GET ON UP, de Tate Taylor
L’histoire :
jalonnée de succès, la vie de James Brown (Chadwick Boseman), »le Parrain de la Soul« , n’a jamais été un long fleuve tranquille… Enfant, il vécut dans une cabane en forêt à Augusta, en Caroline du Sud. Sans argent, ses parents, Joe et Susie Brown (Lennie James et Viola Davis) se séparèrent, Susie laissant l’enfant seul avec son père qui le battait. James fut confié à sa tante Honey (Octavia Spencer), tenancière de bordel. Délinquant, arrêté à 17 ans, condamné à une peine de prison, James rencontra Bobby Byrd (Nelsan Ellis) avec qui il se lia d’amitié ; libéré, James fut accueilli par la famille de Bobby et rejoignit son groupe de gospel, bientôt nommé The Famous Flames. Doué pour le chant, danseur extraordinaire et charmeur avec les femmes, James suivit les traces de Little Richard, après lui avoir temporairement volé la vedette dans un concert local. Remarqué par les agents de King Records, James Brown signa un contrat en 1956 pour ses premières chansons à succès, sous l’égide de Ben Bart (Dan Aykroyd). Intransigeant, prenant conscience de son influence sur la communauté noire américaine en pleine lutte pour les Droits Civiques, James Brown refusait de perdre un combat, quitte à mettre tout en péril : ses mariages, ses relations professionnelles et son amitié avec Bobby Byrd…
La critique :
Tate Taylor, à qui l’on doit l’adaptation réussie du roman The Help (« subtilement » devenu en français La Couleur des Sentiments…), s’associe ici à Mick Jagger et Brian Grazer, associé de longue date de Ron Howard (et dont la coupe de cheveux est déjà en soi une ode à l’esprit funk), pour produire et réaliser Get On Up, retraçant la vie tumultueuse de James Brown. Personnage explosif dont les shows sur scène furent des plus électrisants, Mr. Brown rejoint donc ici des collègues prestigieux ayant déjà eu droit à leur propre biopic. L’exercice est évidemment sans réelles surprises ; bien que très agréable à suivre, Get On Up provoque ce léger sentiment de déjà vu propre aux biopics sur les stars de la chanson US ; on pense bien sûr à Ray, superbe film de Taylor Hackford sur la vie de Ray Charles (Jamie Foxx), ou à Walk the Line avec Joaquin Phoenix en Johnny Cash plus vrai que nature. Deux films à succès, sortis il y a près de dix ans maintenant, donnant l’impression que Get On Up arrive en retard après la bataille…

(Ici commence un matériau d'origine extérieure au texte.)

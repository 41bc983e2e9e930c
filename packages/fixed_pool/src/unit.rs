use std::alloc::Layout;
use std::ptr::NonNull;

use crate::{Error, Result};

/// Link header at the start of every unit. The payload follows at
/// [`UnitLayout::payload_offset()`].
///
/// The link is only meaningful while the unit is on the free list. Once the unit is handed out,
/// the caller owns the payload but the header stays ours - nothing the caller writes within the
/// payload can reach it.
#[derive(Debug)]
#[repr(C)]
pub(crate) struct UnitHeader {
    next: Option<NonNull<UnitHeader>>,

    #[cfg(debug_assertions)]
    state: UnitState,
}

/// Debug builds tag each unit so that double frees are caught instead of corrupting the list.
#[cfg(debug_assertions)]
#[derive(Clone, Copy, Debug, Eq, PartialEq)]
enum UnitState {
    Free,
    Allocated,
}

/// Describes how units of a given element type are laid out within a page region.
///
/// Each unit is a [`UnitHeader`] followed by the element payload, padded so that consecutive
/// units keep both the header and the payload aligned. The stride is the fixed distance
/// between consecutive units.
///
/// # Examples
///
/// ```
/// use fixed_pool::UnitLayout;
///
/// let layout = UnitLayout::of::<u32>();
///
/// assert!(layout.stride() >= layout.payload_offset() + 4);
/// assert_eq!(layout.element_size(), 4);
/// ```
#[derive(Clone, Copy, Debug, Eq, PartialEq)]
pub struct UnitLayout {
    stride: usize,
    payload_offset: usize,
    align: usize,
    element_size: usize,
}

impl UnitLayout {
    /// Calculates the unit layout for elements of type `T`.
    ///
    /// # Panics
    ///
    /// Panics if `T` is a zero-sized type.
    #[must_use]
    pub fn of<T>() -> Self {
        let element_layout = Layout::new::<T>();

        assert!(
            element_layout.size() > 0,
            "FixedPool must have non-zero element size"
        );

        let (unit_layout, payload_offset) = Layout::new::<UnitHeader>()
            .extend(element_layout)
            .expect("layout extension cannot fail for types that exist in memory");

        let unit_layout = unit_layout.pad_to_align();

        Self {
            stride: unit_layout.size(),
            payload_offset,
            align: unit_layout.align(),
            element_size: element_layout.size(),
        }
    }

    /// The distance in bytes between the starts of consecutive units.
    #[must_use]
    pub fn stride(&self) -> usize {
        self.stride
    }

    /// The offset in bytes from the start of a unit to its payload.
    #[must_use]
    pub fn payload_offset(&self) -> usize {
        self.payload_offset
    }

    /// The alignment of each unit.
    #[must_use]
    pub fn align(&self) -> usize {
        self.align
    }

    /// The size of the element type stored in the payload.
    #[must_use]
    pub fn element_size(&self) -> usize {
        self.element_size
    }

    /// The number of bytes needed to host `units` consecutive units.
    pub(crate) fn bytes_for(&self, units: usize) -> Result<usize> {
        self.stride
            .checked_mul(units)
            .ok_or(Error::CapacityOverflow { units })
    }

    /// Returns the unit with the given index in a region starting at `base`.
    ///
    /// # Safety
    ///
    /// `base` must be aligned to [`align()`](Self::align) and the region must be at least
    /// [`bytes_for(index + 1)`](Self::bytes_for) bytes long.
    pub(crate) unsafe fn unit_at(&self, base: NonNull<u8>, index: usize) -> NonNull<UnitHeader> {
        // SAFETY: Forwarding guarantees from the caller - the offset stays within the region.
        unsafe { base.byte_add(self.stride.wrapping_mul(index)) }.cast()
    }

    /// Returns the payload of a unit.
    ///
    /// # Safety
    ///
    /// `unit` must point to a unit laid out according to this layout.
    pub(crate) unsafe fn payload_of(&self, unit: NonNull<UnitHeader>) -> NonNull<u8> {
        // SAFETY: The payload lies within the same unit, as guaranteed by the caller.
        unsafe { unit.byte_add(self.payload_offset) }.cast()
    }

    /// Recovers the unit that a payload belongs to. This is the inverse of
    /// [`payload_of()`](Self::payload_of).
    ///
    /// # Safety
    ///
    /// `payload` must have been returned by [`payload_of()`](Self::payload_of) on a unit
    /// laid out according to this layout.
    pub(crate) unsafe fn unit_of(&self, payload: NonNull<u8>) -> NonNull<UnitHeader> {
        // SAFETY: The header lies within the same unit, as guaranteed by the caller.
        unsafe { payload.byte_sub(self.payload_offset) }.cast()
    }
}

/// An intrusive, singly linked, last-in-first-out list of vacant units.
///
/// The list does not own the units - they are owned by the page regions they live in. None of
/// the operations are synchronized; the pool only touches the list while holding its lock.
#[derive(Debug, Default)]
pub(crate) struct FreeList {
    head: Option<NonNull<UnitHeader>>,
    len: usize,
}

impl FreeList {
    #[must_use]
    pub(crate) fn len(&self) -> usize {
        self.len
    }

    #[must_use]
    pub(crate) fn is_empty(&self) -> bool {
        self.head.is_none()
    }

    /// Adds a freshly carved unit whose header has never been initialized.
    ///
    /// # Safety
    ///
    /// `unit` must point to writable, suitably aligned memory for a [`UnitHeader`] that is not
    /// used for anything else for as long as the unit remains in the list.
    pub(crate) unsafe fn push_new(&mut self, unit: NonNull<UnitHeader>) {
        // SAFETY: Forwarding guarantees from the caller.
        unsafe {
            unit.write(UnitHeader {
                next: self.head,
                #[cfg(debug_assertions)]
                state: UnitState::Free,
            });
        }

        self.link_head(unit);
    }

    /// Returns a previously popped unit to the list. The unit becomes the new head.
    ///
    /// # Safety
    ///
    /// `unit` must have been returned by [`pop()`](Self::pop) on this list and must not have
    /// been pushed back since.
    pub(crate) unsafe fn push(&mut self, unit: NonNull<UnitHeader>) {
        // SAFETY: The caller guarantees this is one of our units, so the header is valid and we
        // have exclusive access to it while holding `&mut self`.
        let header = unsafe { &mut *unit.as_ptr() };

        #[cfg(debug_assertions)]
        {
            assert_eq!(
                header.state,
                UnitState::Allocated,
                "unit {unit:?} freed while already free (double free)"
            );
            header.state = UnitState::Free;
        }

        header.next = self.head;

        self.link_head(unit);
    }

    /// Removes and returns the most recently pushed unit, or `None` if the list is empty.
    pub(crate) fn pop(&mut self) -> Option<NonNull<UnitHeader>> {
        let unit = self.head?;

        // SAFETY: Every unit in the list was pushed through one of the push methods, whose
        // contracts keep the header valid and exclusively ours while it is in the list.
        let header = unsafe { &mut *unit.as_ptr() };

        self.head = header.next.take();
        self.len = self
            .len
            .checked_sub(1)
            .expect("length cannot underflow while the list has a head");

        #[cfg(debug_assertions)]
        {
            header.state = UnitState::Allocated;
        }

        Some(unit)
    }

    fn link_head(&mut self, unit: NonNull<UnitHeader>) {
        self.head = Some(unit);
        self.len = self
            .len
            .checked_add(1)
            .expect("free list cannot hold more units than fit in the address space");
    }
}

#[cfg(test)]
#[cfg_attr(coverage_nightly, coverage(off))]
mod tests {
    use std::mem;

    use super::*;

    /// Units carved from an ordinary heap buffer, standing in for a page region.
    struct Units {
        buffer: Vec<u64>,
        layout: UnitLayout,
    }

    impl Units {
        fn new<T>(count: usize) -> Self {
            let layout = UnitLayout::of::<T>();
            assert!(layout.align() <= mem::align_of::<u64>());

            let words = layout.bytes_for(count).unwrap().div_ceil(size_of::<u64>());

            Self {
                buffer: vec![0; words],
                layout,
            }
        }

        fn unit(&mut self, index: usize) -> NonNull<UnitHeader> {
            let base = NonNull::new(self.buffer.as_mut_ptr().cast::<u8>()).unwrap();

            // SAFETY: The buffer was sized for the requested number of units.
            unsafe { self.layout.unit_at(base, index) }
        }
    }

    #[test]
    fn stride_covers_header_and_element() {
        let layout = UnitLayout::of::<u32>();

        assert_eq!(layout.payload_offset(), size_of::<UnitHeader>());
        assert!(layout.stride() >= size_of::<UnitHeader>() + size_of::<u32>());
        assert_eq!(layout.stride() % layout.align(), 0);
        assert_eq!(layout.element_size(), 4);
    }

    #[test]
    fn payload_is_aligned_for_element() {
        #[repr(align(32))]
        struct Wide {
            _value: u8,
        }

        let layout = UnitLayout::of::<Wide>();

        assert_eq!(layout.payload_offset() % 32, 0);
        assert_eq!(layout.stride() % 32, 0);
        assert_eq!(layout.align(), 32);
    }

    #[test]
    #[should_panic]
    fn zero_sized_element_panics() {
        let _layout = UnitLayout::of::<()>();
    }

    #[test]
    fn bytes_for_detects_overflow() {
        let layout = UnitLayout::of::<u64>();

        assert_eq!(layout.bytes_for(3).unwrap(), 3 * layout.stride());
        assert!(matches!(
            layout.bytes_for(usize::MAX),
            Err(Error::CapacityOverflow { units: usize::MAX })
        ));
    }

    #[test]
    fn payload_and_unit_are_inverse() {
        let mut units = Units::new::<u64>(4);
        let layout = units.layout;

        for index in 0..4 {
            let unit = units.unit(index);

            // SAFETY: The unit was carved using this layout.
            let payload = unsafe { layout.payload_of(unit) };
            // SAFETY: The payload came from payload_of() with this layout.
            let recovered = unsafe { layout.unit_of(payload) };

            assert_eq!(recovered, unit);
            assert_eq!(
                payload.as_ptr() as usize - unit.as_ptr() as usize,
                layout.payload_offset()
            );
        }
    }

    #[test]
    fn units_are_one_stride_apart() {
        let mut units = Units::new::<u32>(3);
        let stride = units.layout.stride();

        let a = units.unit(0).as_ptr() as usize;
        let b = units.unit(1).as_ptr() as usize;
        let c = units.unit(2).as_ptr() as usize;

        assert_eq!(b - a, stride);
        assert_eq!(c - b, stride);
    }

    #[test]
    fn pop_on_empty_returns_none() {
        let mut list = FreeList::default();

        assert!(list.is_empty());
        assert_eq!(list.len(), 0);
        assert!(list.pop().is_none());
    }

    #[test]
    fn free_list_is_lifo() {
        let mut units = Units::new::<u32>(3);
        let mut list = FreeList::default();

        let a = units.unit(0);
        let b = units.unit(1);
        let c = units.unit(2);

        // SAFETY: Each unit is distinct, aligned and lives as long as the list.
        unsafe {
            list.push_new(a);
            list.push_new(b);
            list.push_new(c);
        }

        assert_eq!(list.len(), 3);
        assert_eq!(list.pop(), Some(c));
        assert_eq!(list.pop(), Some(b));

        // SAFETY: `c` and `b` were popped from this list and not yet pushed back.
        unsafe {
            list.push(c);
            list.push(b);
        }

        assert_eq!(list.len(), 3);
        assert_eq!(list.pop(), Some(b));
        assert_eq!(list.pop(), Some(c));
        assert_eq!(list.pop(), Some(a));
        assert_eq!(list.pop(), None);
        assert!(list.is_empty());
    }

    #[test]
    #[cfg(debug_assertions)]
    #[should_panic]
    fn double_push_panics_in_debug_builds() {
        let mut units = Units::new::<u32>(1);
        let mut list = FreeList::default();

        let a = units.unit(0);

        // SAFETY: The unit is aligned and lives as long as the list.
        unsafe {
            list.push_new(a);
        }

        let popped = list.pop().unwrap();

        // SAFETY: Deliberately violating the contract on the second push to trigger the check.
        unsafe {
            list.push(popped);
            list.push(popped);
        }
    }
}
#![cfg_attr(coverage_nightly, feature(coverage_attribute))]

//! A thread-safe pool of fixed-size storage units, carved out of virtual memory pages obtained
//! directly from the operating system.
//!
//! This crate provides [`FixedPool`], an allocator for values of a single type `T` that
//! services repeated `malloc()`/`free()` requests by recycling units of storage instead of going
//! to the global allocator each time. It is meant for workloads that allocate and release large
//! numbers of same-sized objects from many threads.
//!
//! # Key Features
//!
//! - **Fixed-stride units**: Each unit is a small link header followed by storage for one `T`
//! - **LIFO recycling**: The most recently freed unit is handed out next, keeping caches warm
//! - **Direct page mapping**: Memory comes straight from the operating system in whole pages
//! - **Unconditional growth**: `malloc()` never fails while the operating system has memory
//! - **Pluggable locking**: [`SpinLock`] by default, [`BlockingLock`] for heavy contention
//! - **Configurable growth**: One unit at a time or geometric, see [`GrowthPolicy`]
//!
//! # Raw storage
//!
//! The pool is a raw storage allocator. It never constructs or drops values of type `T` - the
//! caller writes values into the storage and is responsible for dropping them before returning
//! the storage via `free()`. There is no compaction and no memory is returned to the operating
//! system until the pool itself is dropped.
//!
//! # Example
//!
//! ```rust
//! use std::thread;
//!
//! use fixed_pool::FixedPool;
//!
//! let pool = FixedPool::<u64>::with_capacity(128).unwrap();
//!
//! thread::scope(|s| {
//!     for t in 0..4 {
//!         let pool = &pool;
//!
//!         s.spawn(move || {
//!             let ptr = pool.malloc().unwrap();
//!
//!             // SAFETY: The storage is ours until we free it and is big enough for a u64.
//!             unsafe {
//!                 ptr.write(t);
//!                 assert_eq!(ptr.read(), t);
//!
//!                 pool.free(ptr);
//!             }
//!         });
//!     }
//! });
//!
//! let stats = pool.statistics();
//! assert_eq!(stats.allocated_units(), 0);
//! assert_eq!(stats.total_units(), 128);
//! ```

mod builder;
mod error;
mod growth_policy;
mod lock;
mod page_source;
mod pal;
mod pool;
mod stats;
mod unit;

pub use builder::*;
pub use error::{Error, Result};
pub use growth_policy::*;
pub use lock::{BlockingLock, RawLock, SpinLock};
pub(crate) use lock::LockGuard;
pub use page_source::PageSize;
pub(crate) use page_source::{PageRegion, PageSource};
pub use pool::FixedPool;
pub use stats::*;
pub use unit::UnitLayout;
pub(crate) use unit::FreeList;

La recette est donc éprouvée, la mise en scène classique, mais ne boudons pas non plus notre plaisir ; Get On Up compte tout de même suffisamment de bons points pour être apprécié. D’abord, évidemment, pour son excellente bande son qui nous permet de redécouvrir l’évolution musicale de James Brown, un des fers de lance de la soul music et du funk des grandes heures. I Feel Good, Daddy’s got a brand new bag, It’s a man’s man’s World, Sex Machine, Get on up off that thing… ils répondent tous présents et n’ont rien perdu de leur énergie. Intéressant aussi de voir à quel point le scénario du film, loin d’être linéaire, adopte la structure « funky » des chansons de James Brown, en alternant les différentes époques du Parrain de la Soul sans perdre le spectateur en cours de route. Et le film ne ménage pas son « héros », loin d’être aussi sympathique qu’un Ray Charles. James Brown fut un battant, certes (idée joliment résumée par cette scène d’enfance, où, battu sur le ring d’un tournoi de boxe, il se relève au rythme de l’orchestre et trouve les bases de ses légendaires pas de danse), mais aussi un être terriblement égoïste, mari violent, et businessman magouilleur, entre autres écarts de conduite (la scène d’ouverture vaut à elle seule son pesant de cacahuètes).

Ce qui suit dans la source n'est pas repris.